Integrating machine learning and multi-objective optimization to investigate the magnetic and mechanical properties of FeSiCr soft magnetic composite processed by selective laser melting

Soft magnetic composite (SMC) products have been widely used in electromagnetic applications due to their unique properties, including extremely low eddy current loss and relatively low total core loss at medium and high frequencies. However, there were few studies that investigated the contradictory of mechanical and magnetic properties to process FeSiCr SMC powders. To ensure that the parts fabricated by selective laser melting (SLM) satisfy the application requirements and to assist manufacturing engineers in choosing optimal process parameters, the relationship of four key process parameters (oxygen concentration, laser power, scanning speed, and hatch distance) and three fabricated part properties (permeability, core loss, and ultimate strength) was established by the machine learning models. Three experiments based on the L9 orthogonal array design were conducted to optimize the material properties and to collect data for modeling.
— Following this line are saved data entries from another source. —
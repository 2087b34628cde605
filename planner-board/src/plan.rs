//! Sync plans: the server calls a finished drop needs.
//!
//! A plan is derived by diffing the pre-drag snapshot against the store after
//! the drop. Payloads carry full ordered id lists taken from the already
//! updated store, so reorder calls can be replayed in any order.

use crate::drag::DragItem;
use crate::error::{BoardError, Result};
use crate::store::{BoardSnapshot, BoardStore};
use crate::types::{BoardId, CardId, ColumnId};
use serde::{Deserialize, Serialize};
use std::fmt;

/// The container a call writes to. At most one call per key is meaningful at
/// any time.
#[derive(Debug, Clone, PartialEq, Eq, Hash, PartialOrd, Ord, Serialize, Deserialize)]
#[serde(tag = "kind", content = "id", rename_all = "snake_case")]
pub enum SyncKey {
    Card(CardId),
    Column(ColumnId),
    Board(BoardId),
}

impl fmt::Display for SyncKey {
    fn fmt(&self, f: &mut fmt::Formatter<'_>) -> fmt::Result {
        match self {
            Self::Card(id) => write!(f, "card:{id}"),
            Self::Column(id) => write!(f, "column:{id}"),
            Self::Board(id) => write!(f, "board:{id}"),
        }
    }
}

#[derive(Debug, Clone, PartialEq, Eq, Serialize, Deserialize)]
#[serde(tag = "call", rename_all = "snake_case")]
pub enum SyncCall {
    /// `PUT /cards/{id}` with the new `listId`
    AssignColumn { card: CardId, column: ColumnId },
    /// `PUT /cards/reorder`
    ReorderCards {
        column: ColumnId,
        ordered_ids: Vec<CardId>,
    },
    /// `PUT /lists/reorder`
    ReorderColumns {
        board: BoardId,
        ordered_ids: Vec<ColumnId>,
    },
}

impl SyncCall {
    pub fn key(&self) -> SyncKey {
        match self {
            Self::AssignColumn { card, .. } => SyncKey::Card(card.clone()),
            Self::ReorderCards { column, .. } => SyncKey::Column(column.clone()),
            Self::ReorderColumns { board, .. } => SyncKey::Board(board.clone()),
        }
    }

    /// The container to refetch if this call fails
    pub fn stale_container(&self) -> SyncKey {
        match self {
            Self::AssignColumn { column, .. } => SyncKey::Column(column.clone()),
            other => other.key(),
        }
    }
}

/// Calls for one drop, in issue order
#[derive(Debug, Clone, Default, PartialEq, Eq, Serialize, Deserialize)]
pub struct SyncPlan {
    pub calls: Vec<SyncCall>,
}

impl SyncPlan {
    pub fn is_empty(&self) -> bool {
        self.calls.is_empty()
    }

    pub fn len(&self) -> usize {
        self.calls.len()
    }

    pub fn iter(&self) -> impl Iterator<Item = &SyncCall> {
        self.calls.iter()
    }
}

impl IntoIterator for SyncPlan {
    type Item = SyncCall;
    type IntoIter = std::vec::IntoIter<SyncCall>;

    fn into_iter(self) -> Self::IntoIter {
        self.calls.into_iter()
    }
}

/// Derive the minimal calls for a drop of `item`.
///
/// Column reassignment comes first, then the destination column, the source
/// column, and any other column whose members or positions changed during
/// the drag. A column drop yields a single board reorder when the order
/// changed.
pub fn derive(before: &BoardSnapshot, after: &BoardStore, item: &DragItem) -> Result<SyncPlan> {
    let mut calls = Vec::new();

    match item {
        DragItem::Card(card) => {
            let from = before
                .card(card)
                .map(|c| c.column_id.clone())
                .ok_or_else(|| BoardError::card_not_found(card))?;
            let to = after
                .card(card)
                .map(|c| c.column_id.clone())
                .ok_or_else(|| BoardError::card_not_found(card))?;

            if from != to {
                calls.push(SyncCall::AssignColumn {
                    card: card.clone(),
                    column: to.clone(),
                });
            }

            let mut touched = vec![to.clone()];
            if from != to {
                touched.push(from);
            }
            let others: Vec<ColumnId> = after
                .columns()
                .iter()
                .map(|c| c.id.clone())
                .filter(|id| !touched.contains(id))
                .collect();
            touched.extend(others);

            for column in touched {
                if before.cards_in(&column) != after.cards_in(&column) {
                    calls.push(SyncCall::ReorderCards {
                        ordered_ids: after.card_ids_in(&column),
                        column,
                    });
                }
            }
        }
        DragItem::Column(_) => {
            if before.columns() != after.columns() {
                calls.push(SyncCall::ReorderColumns {
                    board: after.board_id().clone(),
                    ordered_ids: after.column_ids(),
                });
            }
        }
    }

    Ok(SyncPlan { calls })
}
Five machine learning algorithms were investigated, and the better ones were adopted to estimate the part properties with the input SLM parameters, which were outperformed the inference based on the regression method. A manufacturing parameter suggestion system was developed with the selected machine learning models and a multi-objective optimal algorithm, NSGA-II, to assist engineers in determining the optimal process parameters regarding the conflictive mechanical and magnetic property requirements.